Carneiro and Heckman suggest that private training works and has high returns but their invoked caveats quickly tarnish an otherwise optimistic painting. In brief, not everyone gets trained. First, training programs are self-selecting as workers from higher socio-economic strata or with better education choose to participate, while others either forego these opportunities or are not invested-in as heavily. Due to bias participation rates, private training often exacerbates existing inequalities. Oppositely, the professors are not too fond of public training programs and specifically counter Alan Krueger’s example of the Job-Corps as a successful intervention.

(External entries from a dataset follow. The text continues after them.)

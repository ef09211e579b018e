//! Background compaction of page-based data files.
//!
//! A single worker per manager walks the open files, asks the evaluator
//! whether each one has enough reclaimable space, and hands eligible files to
//! the executor, which moves live pages toward the start of the file in small
//! leased batches.

/// Control-surface errors.
mod error;
/// Per-file eligibility checks.
pub mod evaluator;
/// Batched page rewrites for a single file.
pub mod executor;
/// Unified handle for the background compaction worker.
mod handle;
/// Per-file attempt tracking and backoff.
mod history;
/// Restartable cursor over the open data files.
pub mod iter;
/// Lifecycle control for background compaction sessions.
mod manager;
/// Session statistics.
pub mod metrics;
/// Manager lifecycle states.
mod states;
/// The background loop.
mod worker;

pub use error::CompactError;
pub use evaluator::{Eligibility, FileSpaceEvaluator, Unavailability};
pub use executor::{
    AbortReason, CompactOutcome, CompactionBudget, CompactionExecutor, CompactionReport,
    StopReason,
};
pub use iter::FileSetIterator;
pub use manager::BackgroundCompactionManager;
pub use metrics::{CompactionStats, CompactionStatsSnapshot};
pub use states::CompactionState;
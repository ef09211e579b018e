//! Per-file record of recent compaction attempts.
//!
//! Lets the worker avoid reopening files that compaction is unlikely to help:
//! files whose last attempt recovered nothing, files that repeatedly made no
//! progress, and files whose last attempt rewrote less than the session's
//! moving average. Owned by the worker and cleared with each session.

use std::{
    collections::HashMap,
    time::{Duration, Instant},
};

use crate::{id::FileId, option::CompactionConfig};

#[derive(Debug, Clone, Copy)]
struct FileRecord {
    start_time: Instant,
    last_unsuccessful: Option<Instant>,
    consecutive_unsuccessful: u32,
    bytes_rewritten: u64,
}

/// Result of recording one attempt.
#[derive(Debug, Clone, Copy, PartialEq, Eq)]
pub(crate) enum AttemptResult {
    /// The attempt gave allocated space back.
    Successful,
    /// The file did not shrink.
    Unsuccessful,
}

#[derive(Debug, Default)]
pub(crate) struct FileHistory {
    entries: HashMap<FileId, FileRecord>,
}

impl FileHistory {
    pub(crate) fn new() -> Self {
        Self::default()
    }

    /// Whether `id` should be handed to the executor now.
    pub(crate) fn should_compact(
        &self,
        id: FileId,
        now: Instant,
        config: &CompactionConfig,
        bytes_rewritten_ema: u64,
    ) -> bool {
        let Some(record) = self.entries.get(&id) else {
            return true;
        };
        let cap = config.max_file_passes_without_progress;
        if cap > 0 && record.consecutive_unsuccessful >= cap {
            return false;
        }
        if let Some(failed_at) = record.last_unsuccessful {
            if now.saturating_duration_since(failed_at) < config.retry_backoff {
                return false;
            }
        }
        if record.bytes_rewritten < bytes_rewritten_ema
            && now.saturating_duration_since(record.start_time) < config.retry_backoff
        {
            return false;
        }
        true
    }

    /// Record an attempt started at `started` that recovered `bytes_recovered`
    /// allocated bytes while writing `bytes_rewritten`.
    pub(crate) fn record_attempt(
        &mut self,
        id: FileId,
        started: Instant,
        finished: Instant,
        bytes_recovered: u64,
        bytes_rewritten: u64,
    ) -> AttemptResult {
        let record = self.entries.entry(id).or_insert(FileRecord {
            start_time: started,
            last_unsuccessful: None,
            consecutive_unsuccessful: 0,
            bytes_rewritten: 0,
        });
        record.start_time = started;
        record.bytes_rewritten = bytes_rewritten;
        if bytes_recovered == 0 {
            record.last_unsuccessful = Some(finished);
            record.consecutive_unsuccessful = record.consecutive_unsuccessful.saturating_add(1);
            AttemptResult::Unsuccessful
        } else {
            record.consecutive_unsuccessful = 0;
            AttemptResult::Successful
        }
    }

    /// Forget files not attempted within `retention`.
    pub(crate) fn prune(&mut self, now: Instant, retention: Duration) {
        self.entries
            .retain(|_, record| now.saturating_duration_since(record.start_time) <= retention);
    }

    pub(crate) fn len(&self) -> usize {
        self.entries.len()
    }
}

#[cfg(test)]
mod tests {
    use super::*;
    use crate::id::FileIdGenerator;

    fn config() -> CompactionConfig {
        CompactionConfig::default()
            .retry_backoff(Duration::from_secs(60))
            .max_file_passes_without_progress(3)
    }

    #[test]
    fn unknown_files_are_always_tried() {
        let history = FileHistory::new();
        let id = FileIdGenerator::new().generate();
        assert!(history.should_compact(id, Instant::now(), &config(), u64::MAX));
    }

    #[test]
    fn unsuccessful_attempt_backs_off_until_retry_window_passes() {
        let mut history = FileHistory::new();
        let id = FileIdGenerator::new().generate();
        let t0 = Instant::now();
        assert_eq!(
            history.record_attempt(id, t0, t0, 0, 0),
            AttemptResult::Unsuccessful
        );
        assert!(!history.should_compact(id, t0 + Duration::from_secs(30), &config(), 0));
        assert!(history.should_compact(id, t0 + Duration::from_secs(61), &config(), 0));
    }

    #[test]
    fn below_average_attempt_is_deferred() {
        let mut history = FileHistory::new();
        let id = FileIdGenerator::new().generate();
        let t0 = Instant::now();
        assert_eq!(
            history.record_attempt(id, t0, t0, 4096, 4096),
            AttemptResult::Successful
        );
        let soon = t0 + Duration::from_secs(1);
        assert!(!history.should_compact(id, soon, &config(), 8192));
        assert!(history.should_compact(id, soon, &config(), 1024));
        assert!(history.should_compact(id, t0 + Duration::from_secs(61), &config(), 8192));
    }

    #[test]
    fn progress_cap_excludes_file_for_the_session() {
        let mut history = FileHistory::new();
        let id = FileIdGenerator::new().generate();
        let t0 = Instant::now();
        for _ in 0..3 {
            history.record_attempt(id, t0, t0, 0, 0);
        }
        let much_later = t0 + Duration::from_secs(3600);
        assert!(!history.should_compact(id, much_later, &config(), 0));

        let uncapped = config().max_file_passes_without_progress(0);
        assert!(history.should_compact(id, much_later, &uncapped, 0));

        history.record_attempt(id, much_later, much_later, 4096, 4096);
        assert!(history.should_compact(id, much_later, &config(), 0));
    }

    #[test]
    fn prune_drops_stale_entries() {
        let mut history = FileHistory::new();
        let ids = FileIdGenerator::new();
        let (old, fresh) = (ids.generate(), ids.generate());
        let t0 = Instant::now();
        history.record_attempt(old, t0, t0, 0, 0);
        let t1 = t0 + Duration::from_secs(100);
        history.record_attempt(fresh, t1, t1, 0, 0);
        history.prune(t1, Duration::from_secs(50));
        assert_eq!(history.len(), 1);
        assert!(history.should_compact(old, t1, &config(), 0));
    }
}
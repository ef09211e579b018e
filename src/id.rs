use std::sync::{Mutex, PoisonError};

use ulid::{Generator, Ulid};

/// Identifier of one data file as seen by the compaction manager.
///
/// Identifiers are time-ordered, so sorting by [`FileId`] yields creation order.
pub type FileId = Ulid;

/// Thread-safe ULID generator scoped to a single storage instance.
pub struct FileIdGenerator {
    inner: Mutex<Generator>,
}

impl FileIdGenerator {
    /// Create a new generator seeded with the current time.
    pub fn new() -> Self {
        Self {
            inner: Mutex::new(Generator::new()),
        }
    }

    /// Produce the next [`FileId`] in a monotonic, time-ordered sequence.
    ///
    /// When the random component overflows within one millisecond the
    /// generator falls back to a fresh id, which is still unique but may sort
    /// before its predecessor.
    pub fn generate(&self) -> FileId {
        let mut guard = self.inner.lock().unwrap_or_else(PoisonError::into_inner);
        guard.generate().unwrap_or_else(|_| Ulid::new())
    }
}

impl Default for FileIdGenerator {
    fn default() -> Self {
        Self::new()
    }
}
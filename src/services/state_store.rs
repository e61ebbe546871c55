//! Store efêmero de chave/valor com expiração por chave
//!
//! Guarda o state anti-CSRF e as credenciais recém-trocadas do fluxo
//! OAuth2. O contrato é o de um cache transitório (set com TTL, get,
//! delete), mais o `consume` atômico para os dados de uso único.

use async_trait::async_trait;
use chrono::{DateTime, Duration, Utc};
use std::collections::HashMap;
use tokio::sync::RwLock;

/// Contrato do store efêmero
///
/// `consume` é o read-then-delete atômico: quem consome a chave recebe o
/// valor exatamente uma vez, mesmo com chamadas concorrentes.
#[async_trait]
pub trait StateStore: Send + Sync {
    async fn set(&self, key: &str, value: String, expire_seconds: u64);
    async fn get(&self, key: &str) -> Option<String>;
    async fn delete(&self, key: &str);
    async fn consume(&self, key: &str) -> Option<String>;
}

#[derive(Debug, Clone)]
struct StoredEntry {
    value: String,
    expires_at: DateTime<Utc>,
}

/// Implementação em memória do store efêmero
///
/// Entradas expiradas ficam invisíveis para `get`/`consume`; a limpeza
/// física acontece de forma oportunista nos inserts.
pub struct InMemoryStateStore {
    entries: RwLock<HashMap<String, StoredEntry>>,
}

const CLEANUP_THRESHOLD: usize = 1000;

impl InMemoryStateStore {
    pub fn new() -> Self {
        Self {
            entries: RwLock::new(HashMap::new()),
        }
    }
}

impl Default for InMemoryStateStore {
    fn default() -> Self {
        Self::new()
    }
}

#[async_trait]
impl StateStore for InMemoryStateStore {
    async fn set(&self, key: &str, value: String, expire_seconds: u64) {
        let mut entries = self.entries.write().await;

        if entries.len() > CLEANUP_THRESHOLD {
            let now = Utc::now();
            entries.retain(|_, entry| entry.expires_at > now);
        }

        entries.insert(
            key.to_string(),
            StoredEntry {
                value,
                expires_at: Utc::now() + Duration::seconds(expire_seconds as i64),
            },
        );
    }

    async fn get(&self, key: &str) -> Option<String> {
        let entries = self.entries.read().await;

        entries
            .get(key)
            .filter(|entry| entry.expires_at > Utc::now())
            .map(|entry| entry.value.clone())
    }

    async fn delete(&self, key: &str) {
        self.entries.write().await.remove(key);
    }

    async fn consume(&self, key: &str) -> Option<String> {
        let mut entries = self.entries.write().await;

        match entries.remove(key) {
            Some(entry) if entry.expires_at > Utc::now() => Some(entry.value),
            _ => None,
        }
    }
}
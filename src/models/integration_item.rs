//! Representação normalizada de um registro de integração
//!
//! Contrato comum entre providers: o frontend consome sempre o mesmo shape,
//! independente da origem do registro.

use hubspot::Contact;
use serde::{Deserialize, Serialize};

/// Item normalizado retornado pela sincronização
#[derive(Debug, Clone, PartialEq, Serialize, Deserialize)]
pub struct IntegrationItem {
    /// Identificador do registro no provider
    pub id: String,

    /// Tipo do registro (sempre "Contact" neste middleware)
    #[serde(rename = "type")]
    pub item_type: String,

    /// Nome de exibição derivado das properties
    pub name: String,

    /// Timestamps opacos do provider (não parseados nesta camada)
    pub creation_time: Option<String>,
    pub last_modified_time: Option<String>,
}

impl IntegrationItem {
    /// Mapeia um contato bruto do HubSpot para o item normalizado
    ///
    /// Regra do nome: `firstname lastname` com trim; se ambos vazios, cai
    /// para o email; sem email, o literal "Unknown Contact".
    pub fn from_contact(contact: &Contact) -> Self {
        let props = &contact.properties;

        let firstname = props.firstname.as_deref().unwrap_or("");
        let lastname = props.lastname.as_deref().unwrap_or("");

        let mut name = format!("{} {}", firstname, lastname).trim().to_string();
        if name.is_empty() {
            name = props
                .email
                .clone()
                .unwrap_or_else(|| "Unknown Contact".to_string());
        }

        Self {
            id: contact.id.clone(),
            item_type: "Contact".to_string(),
            name,
            creation_time: props.createdate.clone(),
            last_modified_time: props.lastmodifieddate.clone(),
        }
    }
}

#[cfg(test)]
mod tests {
    use super::*;
    use hubspot::ContactProperties;

    fn contact(properties: ContactProperties) -> Contact {
        Contact {
            id: "123".to_string(),
            properties,
        }
    }

    #[test]
    fn test_name_from_first_and_last() {
        let item = IntegrationItem::from_contact(&contact(ContactProperties {
            firstname: Some("Jane".to_string()),
            lastname: Some("Doe".to_string()),
            email: Some("jane@example.com".to_string()),
            ..Default::default()
        }));

        assert_eq!(item.name, "Jane Doe");
        assert_eq!(item.item_type, "Contact");
    }

    #[test]
    fn test_name_falls_back_to_email() {
        let item = IntegrationItem::from_contact(&contact(ContactProperties {
            email: Some("x@y.com".to_string()),
            ..Default::default()
        }));

        assert_eq!(item.name, "x@y.com");
    }

    #[test]
    fn test_name_falls_back_to_unknown_contact() {
        let item = IntegrationItem::from_contact(&contact(ContactProperties::default()));

        assert_eq!(item.name, "Unknown Contact");
    }

    #[test]
    fn test_name_trims_when_only_one_part() {
        let item = IntegrationItem::from_contact(&contact(ContactProperties {
            firstname: Some("Jane".to_string()),
            ..Default::default()
        }));

        assert_eq!(item.name, "Jane");
    }

    #[test]
    fn test_timestamps_pass_through_unchanged() {
        let item = IntegrationItem::from_contact(&contact(ContactProperties {
            createdate: Some("2024-03-01T10:00:00Z".to_string()),
            lastmodifieddate: Some("not-even-a-date".to_string()),
            ..Default::default()
        }));

        assert_eq!(item.creation_time.as_deref(), Some("2024-03-01T10:00:00Z"));
        assert_eq!(item.last_modified_time.as_deref(), Some("not-even-a-date"));
    }

    #[test]
    fn test_type_field_serializes_as_type() {
        let item = IntegrationItem::from_contact(&contact(ContactProperties::default()));
        let json = serde_json::to_value(&item).unwrap();

        assert_eq!(json.get("type").and_then(|v| v.as_str()), Some("Contact"));
        assert!(json.get("item_type").is_none());
    }
}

Krueger’s optimistic results accrue because of his underlying assumptions that omit critical elements, such as that “there is no empirical support for the assumption that benefits of program participation last indefinitely, and no social-welfare cost of taxation is used to adjust costs in the main Job-Corps report.” Once one factors these in, benefits become negative. Moreover, even discounting the invalid assumptions, the conclusions are statistically insignificant, amounting to $624 of added income over 4 years. “The evidence summarized…indicates that the rate of return to most U.S. and European training programs is far below 10%, although the benefits to certain groups may be substantial, and some [segments] may pass cost-benefit tests.”(p. 194) Overall, they conclude that “We cannot look to public job training to remedy or alleviate substantially skill deficits that arise at early ages.”(p. 194)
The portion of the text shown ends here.